(Given information)

/// Load the mouse-metadata source into a per-mouse map.
///
/// Mouse ids are unique in well-formed metadata; a repeated id is rejected
/// rather than silently fanning the later join out.
pub fn load_mouse_metadata(path: &Path) -> Result<HashMap<String, MouseInfo>> {
    let mut lines = open_lines(path)?;
    let header = match lines.next() {
        Some(h) => h.map_err(|source| DatasetError::Io {
            path: path.to_path_buf(),
            source,
        })?,
        None => {
            return Err(DatasetError::MissingColumn {
                path: path.to_path_buf(),
                column: METADATA_COLUMNS[0].to_string(),
            })
        }
    };
    let indices = column_indices(path, &header, &METADATA_COLUMNS)?;

    let mut metadata = HashMap::new();
    for (offset, line) in lines.enumerate() {
        let line_no = offset + 2;
        let raw = line.map_err(|source| DatasetError::Io {
            path: path.to_path_buf(),
            source,
        })?;
        if raw.trim().is_empty() {
            continue;
        }
        let fields = split_csv_line(&raw);
        let mouse_id = field(&fields, &indices, "Mouse ID", path, line_no)?.to_string();
        let drug_regimen = field(&fields, &indices, "Drug Regimen", path, line_no)?.to_string();
        let sex_raw = field(&fields, &indices, "Sex", path, line_no)?;
        let sex = sex_raw.parse().map_err(|e| DatasetError::MalformedRow {
            path: path.to_path_buf(),
            line: line_no,
            message: e,
        })?;
        let age_months = parse_field(
            field(&fields, &indices, "Age_months", path, line_no)?,
            "Age_months",
            path,
            line_no,
        )?;
        let weight_g = parse_field(
            field(&fields, &indices, "Weight (g)", path, line_no)?,
            "Weight (g)",
            path,
            line_no,
        )?;

        if metadata
            .insert(
                mouse_id.clone(),
                MouseInfo {
                    drug_regimen,
                    sex,
                    age_months,
                    weight_g,
                },
            )
            .is_some()
        {
            return Err(DatasetError::MalformedRow {
                path: path.to_path_buf(),
                line: line_no,
                message: format!("duplicate metadata row for mouse '{mouse_id}'"),
            });
        }
    }
    Ok(metadata)
}

/// Left join: every measurement row appears exactly once in the output,
/// with metadata attached where the mouse id matches.
pub fn join_study_data(
    measurements: Vec<Measurement>,
    metadata: &HashMap<String, MouseInfo>,
) -> Vec<StudyRecord> {
    measurements
        .into_iter()
        .map(|m| {
            let info = metadata.get(&m.mouse_id).cloned();
            StudyRecord {
                mouse_id: m.mouse_id,
                timepoint: m.timepoint,
                tumor_volume: m.tumor_volume,
                metastatic_sites: m.metastatic_sites,
                info,
            }
        })
        .collect()
}

/// Load both sources and produce the combined table
pub fn load_study_data(results_path: &Path, metadata_path: &Path) -> Result<Vec<StudyRecord>> {
    let metadata = load_mouse_metadata(metadata_path)?;
    let measurements = load_measurements(results_path)?;
    tracing::debug!(
        rows = measurements.len(),
        mice = metadata.len(),
        "loaded study sources"
    );
    Ok(join_study_data(measurements, &metadata))
}

#[cfg(test)]
mod tests {
    use super::*;
    use std::io::Write;
    use tempfile::NamedTempFile;

    fn write_file(contents: &str) -> NamedTempFile {
        let mut file = NamedTempFile::new().unwrap();
        file.write_all(contents.as_bytes()).unwrap();
        file
    }

    #[test]
    fn test_split_csv_line_plain() {
        assert_eq!(split_csv_line("a,b,c"), vec!["a", "b", "c"]);
    }

    #[test]
    fn test_split_csv_line_quoted_comma() {
        assert_eq!(
            split_csv_line("a,\"b,c\",d"),
            vec!["a", "b,c", "d"]
        );
    }

    #[test]
    fn test_split_csv_line_escaped_quote() {
        assert_eq!(split_csv_line("\"say \"\"hi\"\"\""), vec!["say \"hi\""]);
    }

    #[test]
    fn test_split_csv_line_trailing_empty_field() {
        assert_eq!(split_csv_line("a,b,"), vec!["a", "b", ""]);
    }

    #[test]
    fn test_load_measurements_basic() {
        let file = write_file(
            "Mouse ID,Timepoint,Tumor Volume (mm3),Metastatic Sites\n\
             m601,0,45.0,0\n\
             m601,5,43.2,0\n",
        );
        let rows = load_measurements(file.path()).unwrap();
        assert_eq!(rows.len(), 2);
        assert_eq!(rows[0].mouse_id, "m601");
        assert_eq!(rows[1].timepoint, 5);
        assert!((rows[1].tumor_volume - 43.2).abs() < 1e-6);
    }

    #[test]
    fn test_load_measurements_reordered_columns() {
        let file = write_file(
            "Timepoint,Mouse ID,Metastatic Sites,Tumor Volume (mm3)\n\
             10,k403,1,38.5\n",
        );
        let rows = load_measurements(file.path()).unwrap();
        assert_eq!(rows[0].mouse_id, "k403");
        assert_eq!(rows[0].timepoint, 10);
        assert_eq!(rows[0].metastatic_sites, 1);
    }

    #[test]
    fn test_load_measurements_missing_column() {
        let file = write_file("Mouse ID,Timepoint,Metastatic Sites\nm601,0,0\n");
        let err = load_measurements(file.path()).unwrap_err();
        match err {
            DatasetError::MissingColumn { column, .. } => {
                assert_eq!(column, "Tumor Volume (mm3)");
            }
            other => panic!("expected MissingColumn, got {other:?}"),
        }
    }

    #[test]
    fn test_load_measurements_renamed_column_breaks() {
        let file = write_file(
            "MouseID,Timepoint,Tumor Volume (mm3),Metastatic Sites\nm601,0,45.0,0\n",
        );
        assert!(load_measurements(file.path()).is_err());
    }

    #[test]
    fn test_load_measurements_malformed_number() {
        let file = write_file(
            "Mouse ID,Timepoint,Tumor Volume (mm3),Metastatic Sites\n\
             m601,zero,45.0,0\n",
        );
        let err = load_measurements(file.path()).unwrap_err();
        match err {
            DatasetError::MalformedRow { line, message, .. } => {
                assert_eq!(line, 2);
                assert!(message.contains("Timepoint"));
            }
            other => panic!("expected MalformedRow, got {other:?}"),
        }
    }

    #[test]
    fn test_load_measurements_skips_blank_lines() {
        let file = write_file(
            "Mouse ID,Timepoint,Tumor Volume (mm3),Metastatic Sites\n\
             \n\
             m601,0,45.0,0\n\
             \n",
        );
        assert_eq!(load_measurements(file.path()).unwrap().len(), 1);
    }

    #[test]
    fn test_load_metadata_basic() {
        let file = write_file(
            "Mouse ID,Drug Regimen,Sex,Age_months,Weight (g)\n\
             m601,Capomulin,Male,22,17.0\n\
             k403,Ramicane,Female,21,16.0\n",
        );
        let meta = load_mouse_metadata(file.path()).unwrap();
        assert_eq!(meta.len(), 2);
        assert_eq!(meta["m601"].drug_regimen, "Capomulin");
        assert_eq!(meta["k403"].sex, Sex::Female);
    }

    #[test]
    fn test_load_metadata_duplicate_mouse_rejected() {
        let file = write_file(
            "Mouse ID,Drug Regimen,Sex,Age_months,Weight (g)\n\
             m601,Capomulin,Male,22,17.0\n\
             m601,Capomulin,Male,22,17.0\n",
        );
        assert!(load_mouse_metadata(file.path()).is_err());
    }

    #[test]
    fn test_load_metadata_bad_sex_value() {
        let file = write_file(
            "Mouse ID,Drug Regimen,Sex,Age_months,Weight (g)\n\
             m601,Capomulin,Unknown,22,17.0\n",
        );
        let err = load_mouse_metadata(file.path()).unwrap_err();
        assert!(err.to_string().contains("unrecognized sex"));
    }

    #[test]
    fn test_sex_parsing() {
        assert_eq!("Male".parse::<Sex>().unwrap(), Sex::Male);
        assert_eq!("female".parse::<Sex>().unwrap(), Sex::Female);
        assert!("other".parse::<Sex>().is_err());
    }

    #[test]
    fn test_join_left_keeps_every_measurement() {
        let measurements = vec![
            Measurement {
                mouse_id: "m601".to_string(),
                timepoint: 0,
                tumor_volume: 45.0,
                metastatic_sites: 0,
            },
            Measurement {
                mouse_id: "zzz9".to_string(),
                timepoint: 0,
                tumor_volume: 45.0,
                metastatic_sites: 0,
            },
        ];
        let mut metadata = HashMap::new();
        metadata.insert(
            "m601".to_string(),
            MouseInfo {
                drug_regimen: "Capomulin".to_string(),
                sex: Sex::Male,
                age_months: 22,
                weight_g: 17.0,
            },
        );

        let joined = join_study_data(measurements, &metadata);
        assert_eq!(joined.len(), 2);
        assert_eq!(joined[0].regimen(), Some("Capomulin"));
        assert!(joined[1].info.is_none());
    }

    #[test]
    fn test_missing_file_is_io_error() {
        let err = load_measurements(Path::new("/nonexistent/results.csv")).unwrap_err();
        assert!(matches!(err, DatasetError::Io { .. }));
    }
}
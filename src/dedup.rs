//! Duplicate-measurement detection and whole-mouse exclusion
//!
//! A genuine data-entry duplicate reproduces every column, so two rows
//! sharing a (mouse id, timepoint) pair are the effective duplicate test.
//! Any mouse owning at least one such pair is untrustworthy as a whole:
//! every row for that mouse is removed, not just the duplicated ones.

use crate::dataset::StudyRecord;
use std::collections::{BTreeSet, HashMap, HashSet};

/// The combined table with duplicate-carrying mice removed, plus the audit
/// set of excluded mouse ids.
#[derive(Debug, Clone)]
pub struct CleanDataset {
    pub records: Vec<StudyRecord>,
    pub excluded_mice: BTreeSet<String>,
}

impl CleanDataset {
    /// Distinct mice remaining after exclusion
    pub fn mouse_count(&self) -> usize {
        distinct_mouse_count(&self.records)
    }
}

/// Count distinct mouse ids in a record slice
pub fn distinct_mouse_count(records: &[StudyRecord]) -> usize {
    records
        .iter()
        .map(|r| r.mouse_id.as_str())
        .collect::<HashSet<_>>()
        .len()
}

/// Collect mouse ids that have more than one row for the same timepoint
fn duplicate_mice(records: &[StudyRecord]) -> BTreeSet<String> {
    let mut seen: HashMap<(&str, u32), u32> = HashMap::new();
    for record in records {
        *seen.entry((record.mouse_id.as_str(), record.timepoint)).or_default() += 1;
    }
    seen.into_iter()
        .filter(|(_, count)| *count > 1)
        .map(|((mouse_id, _), _)| mouse_id.to_string())
        .collect()
}

/// Remove every row belonging to a mouse with any duplicate
/// (mouse id, timepoint) pair.
///
/// Idempotent: a second pass over the output excludes nothing further.
pub fn deduplicate(records: &[StudyRecord]) -> CleanDataset {
    let excluded_mice = duplicate_mice(records);
    let clean: Vec<StudyRecord> = records
        .iter()
        .filter(|r| !excluded_mice.contains(&r.mouse_id))
        .cloned()
        .collect();

    if !excluded_mice.is_empty() {
        tracing::warn!(
            excluded = excluded_mice.len(),
            rows_removed = records.len() - clean.len(),
            "excluded mice with duplicate timepoints"
        );
    }

    CleanDataset {
        records: clean,
        excluded_mice,
    }
}

#[cfg(test)]
mod tests {
    use super::*;

    fn record(mouse_id: &str, timepoint: u32, tumor_volume: f32) -> StudyRecord {
        StudyRecord {
            mouse_id: mouse_id.to_string(),
            timepoint,
            tumor_volume,
            metastatic_sites: 0,
            info: None,
        }
    }

    #[test]
    fn test_no_duplicates_keeps_everything() {
        let records = vec![record("a1", 0, 45.0), record("a1", 5, 44.0), record("b2", 0, 45.0)];
        let clean = deduplicate(&records);
        assert_eq!(clean.records.len(), 3);
        assert!(clean.excluded_mice.is_empty());
    }

    #[test]
    fn test_duplicate_pair_removes_whole_mouse() {
        let records = vec![
            record("g989", 0, 45.0),
            record("g989", 0, 45.0),
            record("g989", 5, 43.0),
            record("a1", 0, 45.0),
        ];
        let clean = deduplicate(&records);
        // All three g989 rows go, not just the duplicated pair
        assert_eq!(clean.records.len(), 1);
        assert_eq!(clean.records[0].mouse_id, "a1");
        assert_eq!(
            clean.excluded_mice.iter().collect::<Vec<_>>(),
            vec!["g989"]
        );
    }

    #[test]
    fn test_same_mouse_distinct_timepoints_not_duplicate() {
        let records = vec![record("a1", 0, 45.0), record("a1", 5, 45.0)];
        let clean = deduplicate(&records);
        assert_eq!(clean.records.len(), 2);
    }

    #[test]
    fn test_clean_pairs_are_unique() {
        let records = vec![
            record("a1", 0, 45.0),
            record("a1", 0, 46.0),
            record("b2", 0, 45.0),
            record("b2", 5, 44.0),
        ];
        let clean = deduplicate(&records);
        let mut pairs = HashSet::new();
        for r in &clean.records {
            assert!(pairs.insert((r.mouse_id.clone(), r.timepoint)));
        }
    }

    #[test]
    fn test_mouse_count_arithmetic() {
        let records = vec![
            record("a1", 0, 45.0),
            record("b2", 0, 45.0),
            record("b2", 0, 45.0),
            record("c3", 0, 45.0),
        ];
        let total = distinct_mouse_count(&records);
        let clean = deduplicate(&records);
        assert_eq!(total, 3);
        assert_eq!(clean.mouse_count(), total - clean.excluded_mice.len());
    }

    #[test]
    fn test_deduplicate_is_idempotent() {
        let records = vec![
            record("a1", 0, 45.0),
            record("a1", 0, 45.0),
            record("b2", 0, 45.0),
        ];
        let once = deduplicate(&records);
        let twice = deduplicate(&once.records);
        assert_eq!(once.records, twice.records);
        assert!(twice.excluded_mice.is_empty());
    }

    #[test]
    fn test_empty_input() {
        let clean = deduplicate(&[]);
        assert!(clean.records.is_empty());
        assert_eq!(clean.mouse_count(), 0);
    }
}
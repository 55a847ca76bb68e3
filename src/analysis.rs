//! End-to-end analysis orchestration
//!
//! Strictly sequential batch pipeline: load → deduplicate → aggregate →
//! outliers → regression, each stage consuming the previous stage's output
//! and producing a new immutable collection. The result carries both the
//! report numbers and the chart descriptors.

use crate::chart::{BarChart, BoxPlot, ChartSet, LineChart, PieChart, ScatterChart};
use crate::dataset::{self, Sex};
use crate::dedup;
use crate::outliers::{self, OutlierOutcome, DEFAULT_REGIMENS};
use crate::regression::{self, WeightVolumeFit};
use crate::summary::{self, RegimenSummary};
use anyhow::{Context, Result};
use std::path::PathBuf;
use tracing::{debug, info, warn};

/// Inputs and knobs for one analysis run
#[derive(Debug, Clone)]
pub struct AnalysisConfig {
    pub results_path: PathBuf,
    pub metadata_path: PathBuf,
    /// Regimens compared in the outlier/box-plot analysis
    pub regimens: Vec<String>,
    /// Regimen used for the line chart, scatter plot, and regression
    pub focus_regimen: String,
    /// Mouse for the tumor-vs-timepoint line chart; first mouse of the
    /// focus regimen when absent
    pub mouse: Option<String>,
}

impl AnalysisConfig {
    pub fn new(results_path: impl Into<PathBuf>, metadata_path: impl Into<PathBuf>) -> Self {
        Self {
            results_path: results_path.into(),
            metadata_path: metadata_path.into(),
            regimens: DEFAULT_REGIMENS.iter().map(|s| s.to_string()).collect(),
            focus_regimen: "Capomulin".to_string(),
            mouse: None,
        }
    }
}

/// Regression result or the reason it is absent from the report
#[derive(Debug, Clone)]
pub enum RegressionOutcome {
    Fitted(WeightVolumeFit),
    Unavailable { reason: String },
}

/// Everything one run computes
#[derive(Debug)]
pub struct StudyAnalysis {
    pub total_mice: usize,
    pub clean_mice: usize,
    pub excluded_mice: Vec<String>,
    pub summaries: Vec<RegimenSummary>,
    pub regimen_counts: Vec<(String, u32)>,
    pub sex_counts: Vec<(Sex, u32)>,
    pub outliers: Vec<OutlierOutcome>,
    pub focus_regimen: String,
    pub line_mouse: Option<String>,
    pub regression: RegressionOutcome,
    pub charts: ChartSet,
}

/// Pick the mouse for the line chart: the configured one if it has rows,
/// otherwise the first mouse of the focus regimen in id order.
fn select_line_mouse(
    config: &AnalysisConfig,
    records: &[dataset::StudyRecord],
) -> Option<String> {
    if let Some(mouse) = &config.mouse {
        if records.iter().any(|r| &r.mouse_id == mouse) {
            return Some(mouse.clone());
        }
        warn!(%mouse, "requested mouse has no clean measurements");
        return None;
    }
    records
        .iter()
        .filter(|r| r.regimen() == Some(config.focus_regimen.as_str()))
        .map(|r| r.mouse_id.as_str())
        .min()
        .map(str::to_string)
}

/// Run the full pipeline
pub fn run(config: &AnalysisConfig) -> Result<StudyAnalysis> {
    let combined = dataset::load_study_data(&config.results_path, &config.metadata_path)
        .context("failed to load study data")?;
    let total_mice = dedup::distinct_mouse_count(&combined);
    info!(rows = combined.len(), mice = total_mice, "combined study table loaded");

    let clean = dedup::deduplicate(&combined);
    let clean_mice = clean.mouse_count();
    debug!(
        rows = clean.records.len(),
        mice = clean_mice,
        "dataset cleaned"
    );

    let summaries = summary::summarize_by_regimen(&clean.records);
    let regimen_counts = summary::measurements_per_regimen(&clean.records);
    let sex_counts = summary::sex_distribution(&clean.records);

    let finals = summary::final_timepoints(&clean.records);
    let outlier_outcomes = outliers::detect_outliers(&finals, &config.regimens);

    let averages = regression::mouse_averages(&clean.records, &config.focus_regimen);
    let regression_outcome = match regression::fit_weight_volume(&averages) {
        Ok(fit) => RegressionOutcome::Fitted(fit),
        Err(e) => {
            warn!(regimen = %config.focus_regimen, error = %e, "regression not computed");
            RegressionOutcome::Unavailable {
                reason: e.to_string(),
            }
        }
    };

    let line_mouse = select_line_mouse(config, &clean.records);
    let mouse_line = line_mouse.as_ref().map(|mouse| {
        LineChart::mouse_treatment(
            mouse,
            &config.focus_regimen,
            clean
                .records
                .iter()
                .filter(|r| &r.mouse_id == mouse)
                .map(|r| (r.timepoint, r.tumor_volume))
                .collect(),
        )
    });

    let fit = match &regression_outcome {
        RegressionOutcome::Fitted(fit) => Some(fit),
        RegressionOutcome::Unavailable { .. } => None,
    };
    let charts = ChartSet {
        regimen_bar: Some(BarChart::measurements_per_regimen(&regimen_counts)),
        sex_pie: Some(PieChart::sex_distribution(&sex_counts)),
        final_volume_box: Some(BoxPlot::final_tumor_volumes(&outlier_outcomes)),
        mouse_line,
        weight_scatter: if averages.is_empty() {
            None
        } else {
            Some(ScatterChart::weight_vs_volume(
                &config.focus_regimen,
                &averages,
                fit,
            ))
        },
    };

    Ok(StudyAnalysis {
        total_mice,
        clean_mice,
        excluded_mice: clean.excluded_mice.iter().cloned().collect(),
        summaries,
        regimen_counts,
        sex_counts,
        outliers: outlier_outcomes,
        focus_regimen: config.focus_regimen.clone(),
        line_mouse,
        regression: regression_outcome,
        charts,
    })
}
fn candidate_font_paths() -> Vec<PathBuf> {
    let known = [
        "/usr/share/fonts/truetype/dejavu/DejaVuSans.ttf",
        "/usr/share/fonts/TTF/DejaVuSans.ttf",
        "/usr/share/fonts/truetype/liberation/LiberationSans-Regular.ttf",
        "/usr/share/fonts/liberation-fonts/LiberationSans-Regular.ttf",
        "/Library/Fonts/Arial Unicode.ttf",
        "/System/Library/Fonts/Supplemental/Arial.ttf",
    ];
    let mut found: Vec<PathBuf> = known
        .iter()
        .map(PathBuf::from)
        .filter(|p| p.is_file())
        .collect();
    for root in ["/usr/share/fonts", "/usr/local/share/fonts"] {
        scan_fonts(Path::new(root), 0, &mut found);
    }
    found
}

/// Register the first readable system font as "sans-serif", once
fn ensure_default_font() -> bool {
    *FONT_REGISTERED.get_or_init(|| {
        for path in candidate_font_paths() {
            if let Ok(bytes) = std::fs::read(&path) {
                let leaked: &'static [u8] = Box::leak(bytes.into_boxed_slice());
                if register_font("sans-serif", FontStyle::Normal, leaked).is_ok() {
                    tracing::debug!(font = %path.display(), "registered chart font");
                    return true;
                }
            }
        }
        false
    })
}

/// Pad a value range so plotters always gets a non-empty span
fn padded_range(min: f32, max: f32) -> (f32, f32) {
    if min < max {
        let pad = (max - min) * 0.05;
        (min - pad, max + pad)
    } else {
        (min - 1.0, max + 1.0)
    }
}

/// Renders chart descriptors to PNG files in an output directory
#[derive(Debug)]
pub struct ChartRenderer {
    out_dir: PathBuf,
    fonts_available: bool,
}
use thiserror::Error as ThisError;
use web_sys::wasm_bindgen::JsValue;

/// Error type.
#[derive(Debug, ThisError)]
pub enum Error {
    /// Unable to retrieve the window.
    #[error("Unable to retrieve the window")]
    UnableToRetrieveWindow,

    /// Unable to retrieve the document.
    #[error("Unable to retrieve the document")]
    UnableToRetrieveDocument,

    /// Unable to retrieve the document body.
    #[error("Unable to retrieve the document body")]
    UnableToRetrieveBody,

    /// Unable to retrieve the 2D context of a canvas.
    #[error("Unable to retrieve the canvas context")]
    UnableToRetrieveCanvasContext,

    /// An effect name that is not part of [`EffectKind`](crate::effects::EffectKind).
    #[error("Unknown effect: {0}")]
    UnknownEffect(String),

    /// An effect was registered under a kind it does not report.
    #[error("Effect {actual} cannot be registered as {expected}")]
    MismatchedEffect {
        /// The slot the effect was registered for.
        expected: String,
        /// The kind reported by the effect itself.
        actual: String,
    },

    /// An exported entry point was called before `startTypingParticles`.
    #[error("Typing overlay is not started")]
    NotInitialized,

    /// Error coming from the JavaScript side.
    #[error("JS error: {0}")]
    JsValue(String),
}

impl From<JsValue> for Error {
    fn from(value: JsValue) -> Self {
        Self::JsValue(format!("{value:?}"))
    }
}

impl From<Error> for JsValue {
    fn from(error: Error) -> Self {
        JsValue::from_str(&error.to_string())
    }
}
impl<S: Surface, F: FrameScheduler> ParticleEngine<S, F> {
    /// Constructs an engine without a pool or an effect.
    pub fn new(surface: S, scheduler: F) -> Self {
        Self {
            surface,
            scheduler,
            pool: None,
            effect: None,
            rng: EffectRng::seed_from_u64(DEFAULT_SEED),
            state: LoopState::Idle,
        }
    }

    /// Reseeds the random number generator handed to effects.
    pub fn with_seed(mut self, seed: u64) -> Self {
        self.rng = EffectRng::seed_from_u64(seed);
        self
    }

    /// Allocates a pool of `pool_size` particles.
    ///
    /// A size of zero selects [`DEFAULT_POOL_SIZE`]. Does nothing if a pool
    /// already exists; call [`ParticleEngine::teardown`] first to resize.
    pub fn initialize(&mut self, pool_size: usize) {
        if self.pool.is_some() {
            log::debug!("particle pool already initialized");
            return;
        }
        let capacity = if pool_size == 0 {
            DEFAULT_POOL_SIZE
        } else {
            pool_size
        };
        log::debug!("allocating {capacity} particles");
        self.pool = Some(Pool::new(capacity));
        self.surface.resize();
    }

    /// Clears the engine and drops the pool.
    pub fn teardown(&mut self) {
        self.clear();
        self.pool = None;
    }

    /// Replaces the current effect.
    ///
    /// Particles already in flight are updated and drawn by the new effect
    /// from the next tick on.
    pub fn set_effect(&mut self, effect: Rc<dyn Effect>) {
        log::debug!("effect set to {}", effect.kind());
        self.effect = Some(effect);
    }

    /// Returns the current effect.
    pub fn effect(&self) -> Option<&Rc<dyn Effect>> {
        self.effect.as_ref()
    }

    /// Returns the kind of the current effect.
    pub fn effect_kind(&self) -> Option<EffectKind> {
        self.effect.as_ref().map(|effect| effect.kind())
    }

    /// Spawns particles of the current effect at `origin`.
    ///
    /// Returns the number of particles claimed. Spawns beyond the pool's
    /// capacity are truncated silently. Starts the frame loop if it was idle.
    pub fn spawn(
        &mut self,
        origin: Point,
        intensity: Intensity,
        context: Option<&SpawnContext>,
    ) -> usize {
        let Some(effect) = self.effect.as_ref() else {
            return 0;
        };
        let Some(pool) = self.pool.as_mut() else {
            log::trace!("spawn before the pool was initialized");
            return 0;
        };

        let mut acquirer = Acquirer::new(pool);
        effect.spawn(origin, intensity, context, &mut self.rng, &mut acquirer);
        let acquired = acquirer.acquired();
        if acquirer.is_exhausted() {
            log::trace!("particle pool exhausted after {acquired} particles");
        }

        if !pool.is_empty() && !self.scheduler.is_pending() {
            self.schedule();
        }
        acquired
    }

    /// Advances the simulation by one frame and draws it.
    ///
    /// Does nothing while idle.
    pub fn tick(&mut self) {
        self.scheduler.frame_delivered();
        if self.state == LoopState::Idle {
            return;
        }
        let Some(pool) = self.pool.as_mut().filter(|pool| !pool.is_empty()) else {
            self.stop();
            return;
        };

        self.surface.show();
        self.surface.clear();

        let effect = self.effect.as_ref();
        let mut context = self.surface.drawing_context();
        for index in 0..pool.capacity() {
            let Some(particle) = pool.slot_mut(index) else {
                break;
            };
            if !particle.is_active() {
                continue;
            }
            if let Some(effect) = effect {
                effect.update(particle, &mut self.rng);
            }
            particle.age += 1;
            if particle.age >= particle.lifetime {
                pool.release(index);
                continue;
            }
            let (Some(effect), Some(ctx)) = (effect, context.as_deref_mut()) else {
                continue;
            };
            if let Err(err) = effect.render(ctx, particle) {
                log::trace!("skipped particle {index}: {err}");
            }
        }

        if pool.is_empty() {
            self.stop();
        } else {
            self.schedule();
        }
    }

    /// Requests the next frame and enters `Running` only if the request took.
    ///
    /// A refused request leaves the engine `Idle` with its particles in
    /// place; the next spawn asks again.
    fn schedule(&mut self) {
        self.scheduler.request_frame();
        if self.scheduler.is_pending() {
            self.state = LoopState::Running;
        } else {
            log::warn!("frame request refused, animation paused until the next spawn");
            self.state = LoopState::Idle;
        }
    }

    /// Retires every particle and stops the frame loop.
    pub fn clear(&mut self) {
        if let Some(pool) = self.pool.as_mut() {
            pool.clear();
        }
        self.stop();
    }

    /// Cancels the pending frame and hides the surface.
    fn stop(&mut self) {
        self.scheduler.cancel_frame();
        self.surface.clear();
        self.surface.hide();
        if self.state == LoopState::Running {
            log::trace!("frame loop stopped");
        }
        self.state = LoopState::Idle;
    }

    /// Number of live particles.
    pub fn active_count(&self) -> usize {
        self.pool.as_ref().map_or(0, Pool::active_count)
    }

    /// Number of particle slots, or zero before [`ParticleEngine::initialize`].
    pub fn capacity(&self) -> usize {
        self.pool.as_ref().map_or(0, Pool::capacity)
    }

    /// Iterates over the live particles in slot order.
    pub fn particles(&self) -> impl Iterator<Item = &Particle> {
        self.pool.iter().flat_map(Pool::iter_active)
    }

    /// Returns the frame loop state.
    pub fn state(&self) -> LoopState {
        self.state
    }

    /// Returns the surface.
    pub fn surface(&self) -> &S {
        &self.surface
    }

    /// Returns the surface mutably.
    pub fn surface_mut(&mut self) -> &mut S {
        &mut self.surface
    }

    /// Returns the scheduler.
    pub fn scheduler(&self) -> &F {
        &self.scheduler
    }
}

(End Given information)

- Directions
Print, exactly as written, the first line of the records above and each line after it until the line with "pub fn load_mouse_metadata(path: &Path)", which is printed too.

- Solution below
/// Load the mouse-metadata source into a per-mouse map.
///
/// Mouse ids are unique in well-formed metadata; a repeated id is rejected
/// rather than silently fanning the later join out.
pub fn load_mouse_metadata(path: &Path) -> Result<HashMap<String, MouseInfo>> {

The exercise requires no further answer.